Dataset records:
· · · ·
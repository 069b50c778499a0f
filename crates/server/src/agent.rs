//! The agent-model API itself is an external collaborator (§1, "Deliberately
//! out of scope") — this module only defines the narrow seam the Session
//! Runtime depends on (`AgentSession`/`AgentFactory`) plus a minimal
//! in-repo implementation so the crate is runnable and testable standalone.
//! A real deployment replaces `StubAgentFactory` with an adapter over the
//! actual agent SDK; everything above this seam (C2 translation, C5
//! wiring, reconnect semantics) is unaffected by that swap.

use std::path::PathBuf;
use std::process::Stdio;
use std::sync::Arc;

use tokio::io::AsyncReadExt;
use tokio::process::Command;
use tokio::sync::mpsc;
use uuid::Uuid;

use crate::cancel::CancelToken;
use crate::sandbox::{ExecOptions, SandboxManager};
use crate::translator::{AgentEvent, MessageUpdateKind};

/// What a running agent needs to know to run its bash tool inside the
/// right sandbox (or on the host, when sandboxing is disabled or the
/// session has no owning user).
#[derive(Clone)]
pub struct AgentContext {
    pub user_id: Option<Uuid>,
    pub host_cwd: PathBuf,
    pub sandbox: Option<Arc<SandboxManager>>,
}

/// One live agent turn-driver. Forwards to the real agent SDK in a
/// production deployment; forwards to `StubAgent` here.
pub trait AgentSession: Send + Sync {
    fn prompt(&self, text: String);
    fn steer(&self, text: String);
    fn abort(&self);
    fn compact(&self);
}

pub trait AgentFactory: Send + Sync {
    fn spawn(&self, ctx: AgentContext, events: mpsc::UnboundedSender<AgentEvent>) -> Arc<dyn AgentSession>;
}

/// Demonstrates the bash-tool-redirection wiring (§4.5 "Sandbox wiring")
/// without depending on a real model: each `prompt` is executed as a bash
/// command — through the Sandbox Manager when the session has one,
/// directly on the host otherwise — and its stdout is streamed back as
/// message-delta events, bracketed by a `bash` tool-start/tool-end pair.
pub struct StubAgent {
    ctx: AgentContext,
    events: mpsc::UnboundedSender<AgentEvent>,
    turn_cancel: std::sync::Mutex<CancelToken>,
}

impl StubAgent {
    fn new(ctx: AgentContext, events: mpsc::UnboundedSender<AgentEvent>) -> Arc<Self> {
        Arc::new(Self {
            ctx,
            events,
            turn_cancel: std::sync::Mutex::new(CancelToken::new()),
        })
    }

    fn run_turn(self: Arc<Self>, text: String) {
        let cancel = CancelToken::new();
        *self.turn_cancel.lock().unwrap() = cancel.clone();
        tokio::spawn(async move {
            let _ = self.events.send(AgentEvent::AgentStart);
            let tool_id = Uuid::new_v4().to_string();
            let _ = self.events.send(AgentEvent::ToolExecutionStart {
                id: tool_id.clone(),
                tool_name: "bash".to_string(),
                args: serde_json::json!({ "command": text }),
            });

            let (tx, mut rx) = mpsc::channel::<Vec<u8>>(64);
            let events = self.events.clone();
            let forward = tokio::spawn(async move {
                while let Some(chunk) = rx.recv().await {
                    let delta = String::from_utf8_lossy(&chunk).to_string();
                    let _ = events.send(AgentEvent::MessageUpdate(MessageUpdateKind::TextDelta { delta }));
                }
            });

            let (exit_code, is_error, result_text) = if let Some(sandbox) = &self.ctx.sandbox {
                let Some(user_id) = self.ctx.user_id else {
                    (-1, true, "no owning user for sandboxed exec".to_string())
                } else {
                    match sandbox
                        .exec(
                            &user_id.to_string(),
                            &text,
                            &self.ctx.host_cwd.to_string_lossy(),
                            ExecOptions {
                                on_data: tx,
                                timeout_secs: None,
                                cancel: cancel.clone(),
                            },
                        )
                        .await
                    {
                        Ok(outcome) => (outcome.exit_code, outcome.exit_code != 0, String::new()),
                        Err(e) => (-1, true, e.to_string()),
                    }
                }
            } else {
                match run_on_host(&text, &self.ctx.host_cwd, tx, cancel.clone()).await {
                    Ok(code) => (code, code != 0, String::new()),
                    Err(e) => (-1, true, e),
                }
            };
            let _ = forward.await;

            let _ = self.events.send(AgentEvent::ToolExecutionEnd {
                id: tool_id,
                tool_name: "bash".to_string(),
                result: serde_json::json!({ "exitCode": exit_code, "error": result_text }),
                is_error,
            });
            let _ = self.events.send(AgentEvent::MessageEnd);
            let _ = self.events.send(AgentEvent::AgentEnd);
        });
    }
}

async fn run_on_host(
    command: &str,
    cwd: &std::path::Path,
    on_data: mpsc::Sender<Vec<u8>>,
    cancel: CancelToken,
) -> Result<i32, String> {
    let mut child = Command::new("/bin/bash")
        .arg("-c")
        .arg(command)
        .current_dir(cwd)
        .stdin(Stdio::null())
        .stdout(Stdio::piped())
        .stderr(Stdio::piped())
        .kill_on_drop(true)
        .spawn()
        .map_err(|e| e.to_string())?;

    let mut stdout = child.stdout.take().expect("piped stdout");
    let mut stderr = child.stderr.take().expect("piped stderr");
    let out_tx = on_data.clone();
    let out_task = tokio::spawn(async move {
        let mut buf = [0u8; 8192];
        while let Ok(n) = stdout.read(&mut buf).await {
            if n == 0 || out_tx.send(buf[..n].to_vec()).await.is_err() {
                break;
            }
        }
    });
    let err_task = tokio::spawn(async move {
        let mut buf = [0u8; 8192];
        while let Ok(n) = stderr.read(&mut buf).await {
            if n == 0 || on_data.send(buf[..n].to_vec()).await.is_err() {
                break;
            }
        }
    });

    tokio::select! {
        status = child.wait() => {
            let _ = out_task.await;
            let _ = err_task.await;
            status.map(|s| s.code().unwrap_or(-1)).map_err(|e| e.to_string())
        }
        _ = cancel.cancelled() => {
            let _ = child.kill().await;
            let _ = out_task.await;
            let _ = err_task.await;
            Err("aborted".to_string())
        }
    }
}

impl AgentSession for StubAgent {
    fn prompt(&self, text: String) {
        // `run_turn` needs an owned `Arc<Self>`; `prompt`/`steer` are the
        // only entry points, both always called through an `Arc<dyn
        // AgentSession>` held by the Runtime, so this upgrade is safe.
        unreachable!("use StubAgentFactory::spawn, which wires prompt()/steer() to an Arc handle")
    }
    fn steer(&self, _text: String) {}
    fn abort(&self) {
        self.turn_cancel.lock().unwrap().cancel();
    }
    fn compact(&self) {}
}

pub struct StubAgentFactory;

impl AgentFactory for StubAgentFactory {
    fn spawn(&self, ctx: AgentContext, events: mpsc::UnboundedSender<AgentEvent>) -> Arc<dyn AgentSession> {
        Arc::new(ArcStubAgent(StubAgent::new(ctx, events)))
    }
}

/// Wraps `Arc<StubAgent>` so `prompt`/`steer` can hand `run_turn` an owned
/// `Arc<StubAgent>` (needed to `tokio::spawn` a 'static future) while the
/// `AgentSession` trait object stays `Arc<dyn AgentSession>` at the
/// `Runtime` call site.
struct ArcStubAgent(Arc<StubAgent>);

impl AgentSession for ArcStubAgent {
    fn prompt(&self, text: String) {
        self.0.clone().run_turn(text);
    }
    fn steer(&self, text: String) {
        self.0.clone().run_turn(text);
    }
    fn abort(&self) {
        self.0.abort();
    }
    fn compact(&self) {
        self.0.compact();
    }
}

#[cfg(test)]
mod tests {
    use super::*;
    use tempfile::tempdir;

    #[tokio::test]
    async fn host_exec_emits_expected_event_sequence() {
        let dir = tempdir().unwrap();
        let (tx, mut rx) = mpsc::unbounded_channel();
        let ctx = AgentContext {
            user_id: None,
            host_cwd: dir.path().to_path_buf(),
            sandbox: None,
        };
        let agent = StubAgentFactory.spawn(ctx, tx);
        agent.prompt("echo hi".to_string());

        let mut seen = Vec::new();
        for _ in 0..6 {
            if let Some(event) = rx.recv().await {
                seen.push(std::mem::discriminant(&event));
                if matches!(event, AgentEvent::AgentEnd) {
                    break;
                }
            }
        }
        assert!(seen.len() >= 5, "expected a full agent_start..agent_end sequence");
    }
}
· · · ·
Answer with nothing but the count of lines in the entries that hold the word "mpsc".

**RESPONSE BOX**:
8